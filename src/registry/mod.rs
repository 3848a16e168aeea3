// registry/mod.rs
//! Connected switch clients and the power-state broadcast.

use dashmap::DashMap;
use tokio::sync::mpsc;
use tracing::{debug, info};
use uuid::Uuid;

use crate::models::{PowerState, PowerUpdate};

pub type ObserverSender = mpsc::UnboundedSender<PowerUpdate>;

/// Live observers, keyed by connection id. The registry holds write-only
/// handles; a dead observer fails its own send without affecting the rest.
#[derive(Debug, Default)]
pub struct ObserverRegistry {
    observers: DashMap<Uuid, ObserverSender>,
}

impl ObserverRegistry {
    pub fn new() -> Self {
        Self {
            observers: DashMap::new(),
        }
    }

    /// Adds the observer and immediately pushes the current power state, so
    /// a fresh client is in sync before the next change. Invoked on the
    /// scheduler task, which serializes the snapshot against power writes.
    /// Registering the same id twice keeps a single entry.
    pub fn register(&self, id: Uuid, sender: ObserverSender, power: PowerState) {
        let _ = sender.send(PowerUpdate {
            power_on: power.is_on(),
        });
        self.observers.insert(id, sender);
        info!(%id, total = self.observers.len(), "observer connected");
    }

    /// Idempotent: removing an unknown observer is a no-op.
    pub fn deregister(&self, id: Uuid) {
        if self.observers.remove(&id).is_some() {
            info!(%id, total = self.observers.len(), "observer disconnected");
        }
    }

    /// Sends the update to every observer except `skip` (the originator of
    /// the change, if any). Per-observer failures never abort the rest.
    pub fn broadcast_except(&self, update: &PowerUpdate, skip: Option<Uuid>) {
        for entry in self.observers.iter() {
            if Some(*entry.key()) == skip {
                continue;
            }
            if entry.value().send(update.clone()).is_err() {
                debug!(id = %entry.key(), "observer channel closed, skipping");
            }
        }
    }

    pub fn len(&self) -> usize {
        self.observers.len()
    }

    pub fn is_empty(&self) -> bool {
        self.observers.is_empty()
    }
}

#[cfg(test)]
mod tests {
    use super::*;

    #[test]
    fn register_pushes_a_snapshot_right_away() {
        let registry = ObserverRegistry::new();
        let (tx, mut rx) = mpsc::unbounded_channel();
        registry.register(Uuid::new_v4(), tx, PowerState::On);
        assert!(rx.try_recv().unwrap().power_on);
    }

    #[test]
    fn duplicate_register_keeps_one_entry() {
        let registry = ObserverRegistry::new();
        let id = Uuid::new_v4();
        let (tx1, _rx1) = mpsc::unbounded_channel();
        let (tx2, _rx2) = mpsc::unbounded_channel();
        registry.register(id, tx1, PowerState::Off);
        registry.register(id, tx2, PowerState::Off);
        assert_eq!(registry.len(), 1);
        registry.deregister(id);
        assert!(registry.is_empty());
    }

    #[test]
    fn deregister_is_idempotent() {
        let registry = ObserverRegistry::new();
        let id = Uuid::new_v4();
        registry.deregister(id);
        let (tx, _rx) = mpsc::unbounded_channel();
        registry.register(id, tx, PowerState::Off);
        registry.deregister(id);
        registry.deregister(id);
        assert!(registry.is_empty());
    }

    #[test]
    fn broadcast_skips_the_originator() {
        let registry = ObserverRegistry::new();
        let origin = Uuid::new_v4();
        let other = Uuid::new_v4();
        let (tx_a, mut rx_a) = mpsc::unbounded_channel();
        let (tx_b, mut rx_b) = mpsc::unbounded_channel();
        registry.register(origin, tx_a, PowerState::On);
        registry.register(other, tx_b, PowerState::On);
        let _ = rx_a.try_recv();
        let _ = rx_b.try_recv();

        registry.broadcast_except(&PowerUpdate { power_on: false }, Some(origin));
        assert!(rx_a.try_recv().is_err());
        assert!(!rx_b.try_recv().unwrap().power_on);
    }

    #[test]
    fn dead_observer_does_not_block_the_rest() {
        let registry = ObserverRegistry::new();
        let dead = Uuid::new_v4();
        let alive = Uuid::new_v4();
        let (tx_dead, rx_dead) = mpsc::unbounded_channel();
        let (tx_alive, mut rx_alive) = mpsc::unbounded_channel();
        registry.register(dead, tx_dead, PowerState::On);
        registry.register(alive, tx_alive, PowerState::On);
        let _ = rx_alive.try_recv();
        drop(rx_dead);

        registry.broadcast_except(&PowerUpdate { power_on: false }, None);
        assert!(!rx_alive.try_recv().unwrap().power_on);
    }
}
// commands/mod.rs
use uuid::Uuid;

use crate::models::PowerState;
use crate::registry::ObserverSender;

/// Where a power request originated. Broadcasts skip the originating
/// observer, which already knows the state it asked for.
#[derive(Debug, Clone, Copy, PartialEq, Eq)]
pub enum Origin {
    Internal,
    Observer(Uuid),
}

/// A manual power override, layered on top of the automatic curve.
#[derive(Debug, Clone, Copy)]
pub struct PowerRequest {
    pub power: PowerState,
    pub origin: Origin,
}

/// Everything the scheduler task is asked to do from the outside. Observer
/// membership goes through here too, so the registration snapshot and the
/// power state are read on the same task and can never tear.
#[derive(Debug)]
pub enum SchedulerCommand {
    SetPower(PowerRequest),
    Register { id: Uuid, sender: ObserverSender },
    Deregister { id: Uuid },
}

/// Parses an inbound switch message. Only the literal words `on` and `off`
/// (case-insensitive) are commands; anything else is noise from the client.
pub fn parse_switch_message(text: &str) -> Option<PowerState> {
    if text.eq_ignore_ascii_case("on") {
        Some(PowerState::On)
    } else if text.eq_ignore_ascii_case("off") {
        Some(PowerState::Off)
    } else {
        None
    }
}

#[cfg(test)]
mod tests {
    use super::*;

    #[test]
    fn accepts_on_and_off_in_any_case() {
        assert_eq!(parse_switch_message("on"), Some(PowerState::On));
        assert_eq!(parse_switch_message("ON"), Some(PowerState::On));
        assert_eq!(parse_switch_message("On"), Some(PowerState::On));
        assert_eq!(parse_switch_message("off"), Some(PowerState::Off));
        assert_eq!(parse_switch_message("OFF"), Some(PowerState::Off));
    }

    #[test]
    fn rejects_everything_else() {
        assert_eq!(parse_switch_message(""), None);
        assert_eq!(parse_switch_message("dim"), None);
        assert_eq!(parse_switch_message("on "), None);
        assert_eq!(parse_switch_message("{\"power\": true}"), None);
    }
}
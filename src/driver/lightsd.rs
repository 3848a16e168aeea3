//! lightsd JSON-RPC 2.0 client.
//!
//! Talks to a running lightsd daemon over its unix socket, one connection
//! per call. Responses are read until a complete JSON value parses; lightsd
//! does not frame its replies.

use std::path::PathBuf;
use std::sync::atomic::{AtomicU32, Ordering};

use async_trait::async_trait;
use serde_json::{Value, json};
use tokio::io::{AsyncReadExt, AsyncWriteExt};
use tokio::net::UnixStream;
use tracing::debug;

use super::{DriverError, FixtureDriver, FixtureState};

pub struct LightsdClient {
    socket_path: PathBuf,
    next_id: AtomicU32,
}

impl LightsdClient {
    pub fn new(socket_path: impl Into<PathBuf>) -> Self {
        Self {
            socket_path: socket_path.into(),
            next_id: AtomicU32::new(1),
        }
    }

    async fn call(&self, method: &str, params: Value) -> Result<Value, DriverError> {
        let id = self.next_id.fetch_add(1, Ordering::Relaxed);
        let payload = serde_json::to_vec(&encode_request(method, params, id))?;

        let mut stream = UnixStream::connect(&self.socket_path).await?;
        stream.write_all(&payload).await?;
        debug!(method, id, "rpc sent");

        let mut buf = Vec::new();
        let mut chunk = [0u8; 4096];
        loop {
            let n = stream.read(&mut chunk).await?;
            if n == 0 {
                break;
            }
            buf.extend_from_slice(&chunk[..n]);
            if let Ok(value) = serde_json::from_slice::<Value>(&buf) {
                return unwrap_response(value);
            }
        }
        // peer closed before a parseable reply arrived
        unwrap_response(serde_json::from_slice(&buf)?)
    }
}

fn encode_request(method: &str, params: Value, id: u32) -> Value {
    json!({
        "jsonrpc": "2.0",
        "method": method,
        "params": params,
        "id": id,
    })
}

fn unwrap_response(mut value: Value) -> Result<Value, DriverError> {
    if let Some(err) = value.get("error") {
        return Err(DriverError::Rpc(err.to_string()));
    }
    Ok(value.get_mut("result").map(Value::take).unwrap_or(Value::Null))
}

#[async_trait]
impl FixtureDriver for LightsdClient {
    async fn query_state(&self, selector: &str) -> Result<Vec<FixtureState>, DriverError> {
        let result = self.call("get_light_state", json!([selector])).await?;
        Ok(serde_json::from_value(result)?)
    }

    async fn apply_state(
        &self,
        selector: &str,
        hue: f64,
        saturation: f64,
        brightness: f64,
        kelvin: u16,
        fade_secs: f64,
    ) -> Result<(), DriverError> {
        // lightsd takes the transition in milliseconds
        let transition_ms = (fade_secs.max(0.0) * 1000.0).round() as u64;
        self.call(
            "set_light_from_hsbk",
            json!([selector, hue, saturation, brightness, kelvin, transition_ms]),
        )
        .await?;
        Ok(())
    }
}
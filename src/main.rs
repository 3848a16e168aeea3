// main.rs
mod commands;
mod config;
mod docs;
mod driver;
mod error;
mod handlers;
mod lut;
mod metrics;
mod models;
mod registry;
mod scheduler;

use axum::{Router, response::Redirect, routing::get};
use std::sync::Arc;
use tokio::sync::{mpsc, watch};
use tower_http::services::ServeDir;
use utoipa::OpenApi;
use utoipa_swagger_ui::SwaggerUi;
use validator::Validate;

use driver::{ALL_FIXTURES, FixtureDriver, LightsdClient};
use error::AppError;
use handlers::*;
use lut::{Lut, StateTable};
use models::{AppState, PowerState};
use registry::ObserverRegistry;
use scheduler::{FadeSettings, Scheduler};

#[tokio::main]
async fn main() -> anyhow::Result<()> {
    tracing_subscriber::fmt()
        .with_env_filter(
            tracing_subscriber::EnvFilter::try_from_default_env()
                .unwrap_or_else(|_| tracing_subscriber::EnvFilter::new("info")),
        )
        .init();

    let settings = config::Settings::new()
        .map_err(|e| anyhow::anyhow!("Failed to load config: {}", e))?;
    settings
        .validate()
        .map_err(|e| anyhow::anyhow!("Invalid config: {}", e))?;

    if settings.metrics.enabled {
        metrics::setup(settings.metrics.port)?;
    }

    tracing::info!("<<<<<<<<<<<<<<<<<< SYSTEM RESTART >>>>>>>>>>>>>>>>>>>>>");

    let driver: Arc<dyn FixtureDriver> =
        Arc::new(LightsdClient::new(&settings.driver.socket));
    // no reachable fixtures means there is nothing to control
    let initial_power = probe_fixtures(driver.as_ref()).await?;

    let table: Arc<dyn StateTable> = Arc::new(Lut::from_curve(&settings.curve)?);

    let registry = Arc::new(ObserverRegistry::new());
    let (power_tx, _) = watch::channel(initial_power);
    let (command_tx, command_rx) = mpsc::channel(16);
    let (shutdown_tx, shutdown_rx) = watch::channel(false);

    let sched = Scheduler::new(
        driver,
        Arc::clone(&table),
        registry,
        FadeSettings::from(&settings.fade),
        power_tx,
        command_rx,
        shutdown_rx.clone(),
    );
    let scheduler_task = tokio::spawn(sched.run());
    let refresh_task = tokio::spawn(scheduler::run_daily_refresh(table, shutdown_rx));

    let state = Arc::new(AppState {
        requests: command_tx,
    });

    let app = Router::new()
        .route("/", get(|| async { Redirect::permanent("/static/") }))
        .route("/ws", get(handle_switch_ws_upgrade))
        .merge(SwaggerUi::new("/docs").url("/api-doc/openapi.json", docs::ApiDoc::openapi()))
        .nest_service("/static", ServeDir::new("static"))
        .with_state(state);

    let listener = tokio::net::TcpListener::bind(&settings.server.address)
        .await
        .map_err(|e| anyhow::anyhow!("Failed to bind address: {}", e))?;

    tracing::info!("Server started on {}", settings.server.address);

    axum::serve(listener, app)
        .with_graceful_shutdown(async move {
            let _ = tokio::signal::ctrl_c().await;
            tracing::info!("Shutting down");
            let _ = shutdown_tx.send(true);
        })
        .await
        .map_err(|e| anyhow::anyhow!("Server error: {}", e))?;

    let _ = tokio::join!(scheduler_task, refresh_task);
    Ok(())
}

/// Boot check: list every fixture and take the first one's power as the
/// shared state. The whole set is driven in lockstep from here on.
async fn probe_fixtures(driver: &dyn FixtureDriver) -> Result<PowerState, AppError> {
    let fixtures = driver
        .query_state(ALL_FIXTURES)
        .await
        .map_err(AppError::DriverUnavailable)?;
    for fixture in &fixtures {
        tracing::info!(
            label = %fixture.label,
            power = fixture.power,
            hsbk = ?fixture.hsbk,
            "fixture"
        );
    }
    let on = fixtures.first().map(|f| f.power).unwrap_or(true);
    Ok(PowerState::from_on(on))
}
// error.rs
use thiserror::Error;

use crate::driver::DriverError;

#[derive(Error, Debug)]
pub enum AppError {
    /// No fixtures reachable at startup. Fatal: there is nothing to control.
    #[error("fixture driver unreachable: {0}")]
    DriverUnavailable(#[source] DriverError),
    /// A single command failed. Transient: logged and retried next cycle.
    #[error("fixture driver command failed: {0}")]
    DriverCommandFailed(#[source] DriverError),
    #[error("invalid curve configuration: {0}")]
    InvalidCurve(String),
}
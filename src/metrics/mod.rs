// metrics/mod.rs
use metrics_exporter_prometheus::PrometheusBuilder;
use std::net::SocketAddr;

/// Serves the Prometheus scrape endpoint on its own port.
pub fn setup(port: u16) -> anyhow::Result<()> {
    let addr = SocketAddr::from(([0, 0, 0, 0], port));
    PrometheusBuilder::new()
        .with_http_listener(addr)
        .install()?;
    Ok(())
}
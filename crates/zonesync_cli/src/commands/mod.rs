//! CLI command implementations.

pub mod cursor;
pub mod inspect_changes;

/// Change log file name inside the data directory.
pub const CHANGE_LOG_FILE: &str = "changes.zsl";

/// Cursor file name inside the data directory.
pub const CURSOR_FILE: &str = "cursors.zsc";
impl SyncOutcome {
    /// Returns true if every pulled record was applied.
    pub fn is_complete(&self) -> bool {
        self.missing_references.is_empty()
    }

    /// The missing-reference report as an error, if any.
    pub fn missing_references_error(&self) -> Option<SyncError> {
        (!self.is_complete()).then(|| SyncError::MissingReferences(self.missing_references.clone()))
    }
}

/// Local changes captured for one pass.
#[derive(Debug, Default)]
struct LocalChanges {
    saves: Vec<Snapshot>,
    deletes: Vec<RecordId>,
    consumed: Vec<u64>,
}

/// What the push phase achieved.
#[derive(Debug, Default)]
struct PushReport {
    saved: Vec<Snapshot>,
    resolved: Vec<Snapshot>,
    local_deletes: Vec<RecordId>,
    deletes: usize,
    conflicts: usize,
}

/// What the pull phase collected.
#[derive(Debug, Default)]
struct PullReport {
    changed: Vec<Snapshot>,
    deleted: Vec<RecordId>,
    start: Option<ServerCursor>,
    end: Option<ServerCursor>,
}

/// What the apply phase did.
#[derive(Debug, Default)]
struct ApplyReport {
    upserted: usize,
    deleted: usize,
    missing: Vec<RecordId>,
}

/// Runs sync passes between a local store and a remote zone.
pub struct SyncCoordinator<L: LocalStore, R: RemoteStore> {
    config: SyncConfig,
    local: Arc<L>,
    remote: Arc<R>,
    change_log: Arc<ChangeLog>,
    cursor: SyncCursor,
    zone: RemoteZone,
    resolver: ConflictResolver,
    pass_lock: Mutex<()>,
    phase: RwLock<SyncPhase>,
    stats: RwLock<SyncStats>,
    zone_ready: AtomicBool,
    parked: Mutex<BTreeMap<RecordId, Snapshot>>,
}
//! # zonesync server
//!
//! In-memory reference remote for the zonesync engine.
//!
//! This crate provides:
//! - [`ZoneServer`]: record zones with change tags and a paged change feed
//! - [`ServerZone`]: the state of one zone
//! - [`ServerConfig`]: page and batch limits
//!
//! It stands in for a hosted record store in tests and demos. Several
//! engines can share one server to exchange changes.

#![deny(unsafe_code)]
#![warn(missing_docs)]

mod config;
mod error;
mod server;
mod zone;

pub use config::ServerConfig;
pub use error::{ServerError, ServerResult};
pub use server::ZoneServer;
pub use zone::{decode_cursor, encode_cursor, ServerZone, ZoneChange};
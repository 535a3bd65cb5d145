//! Conflict policy and conflict records.

use crate::record::{RecordId, Snapshot};
use serde::{Deserialize, Serialize};
use std::fmt;
use std::str::FromStr;

/// A record the remote refused because its change tag was stale.
#[derive(Debug, Clone, PartialEq, Eq)]
pub struct ConflictRecord {
    /// What the client tried to save.
    pub client: Snapshot,
    /// What the server currently holds, `None` if the record is gone.
    pub server: Option<Snapshot>,
}

impl ConflictRecord {
    /// Creates a conflict record.
    pub fn new(client: Snapshot, server: Option<Snapshot>) -> Self {
        Self { client, server }
    }

    /// Identity of the conflicted record.
    pub fn record_id(&self) -> &RecordId {
        &self.client.record_id
    }

    /// Returns true if the server no longer has the record.
    pub fn is_server_deleted(&self) -> bool {
        self.server.is_none()
    }
}

/// Policy for automatic conflict resolution.
#[derive(Debug, Clone, Copy, Default, PartialEq, Eq, Serialize, Deserialize)]
pub enum ConflictPolicy {
    /// Server copy always wins.
    #[default]
    ServerWins,
    /// Client copy always wins.
    ClientWins,
    /// A caller-supplied callback picks the winner.
    CallerDecides,
}

impl ConflictPolicy {
    /// Converts to a code.
    pub fn to_code(&self) -> u8 {
        match self {
            ConflictPolicy::ServerWins => 1,
            ConflictPolicy::ClientWins => 2,
            ConflictPolicy::CallerDecides => 3,
        }
    }

    /// Converts from a code.
    pub fn from_code(code: u8) -> Option<Self> {
        match code {
            1 => Some(ConflictPolicy::ServerWins),
            2 => Some(ConflictPolicy::ClientWins),
            3 => Some(ConflictPolicy::CallerDecides),
            _ => None,
        }
    }

    /// Kebab-case name, as accepted by [`FromStr`].
    pub fn as_str(&self) -> &'static str {
        match self {
            ConflictPolicy::ServerWins => "server-wins",
            ConflictPolicy::ClientWins => "client-wins",
            ConflictPolicy::CallerDecides => "caller-decides",
        }
    }
}

impl fmt::Display for ConflictPolicy {
    fn fmt(&self, f: &mut fmt::Formatter<'_>) -> fmt::Result {
        f.write_str(self.as_str())
    }
}

impl FromStr for ConflictPolicy {
    type Err = String;

    fn from_str(s: &str) -> Result<Self, Self::Err> {
        match s {
            "server-wins" => Ok(ConflictPolicy::ServerWins),
            "client-wins" => Ok(ConflictPolicy::ClientWins),
            "caller-decides" => Ok(ConflictPolicy::CallerDecides),
            other => Err(format!("unknown conflict policy: {other}")),
        }
    }
}

#[cfg(test)]
mod tests {
    use super::*;

    #[test]
    fn default_is_server_wins() {
        assert_eq!(ConflictPolicy::default(), ConflictPolicy::ServerWins);
    }

    #[test]
    fn policy_codes() {
        for policy in [
            ConflictPolicy::ServerWins,
            ConflictPolicy::ClientWins,
            ConflictPolicy::CallerDecides,
        ] {
            assert_eq!(ConflictPolicy::from_code(policy.to_code()), Some(policy));
            assert_eq!(policy.as_str().parse::<ConflictPolicy>(), Ok(policy));
        }
        assert_eq!(ConflictPolicy::from_code(0), None);
        assert!("last-write-wins".parse::<ConflictPolicy>().is_err());
    }

    #[test]
    fn conflict_record_accessors() {
        let record = ConflictRecord::new(Snapshot::new("a", "Stop"), None);
        assert_eq!(record.record_id(), &RecordId::new("a"));
        assert!(record.is_server_deleted());
    }
}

### Description of the task
Each line of the data above containing the string "single" is to be copied.

### Answer section
    /// Registering the same id twice keeps a single entry.
    /// A single command failed. Transient: logged and retried next cycle.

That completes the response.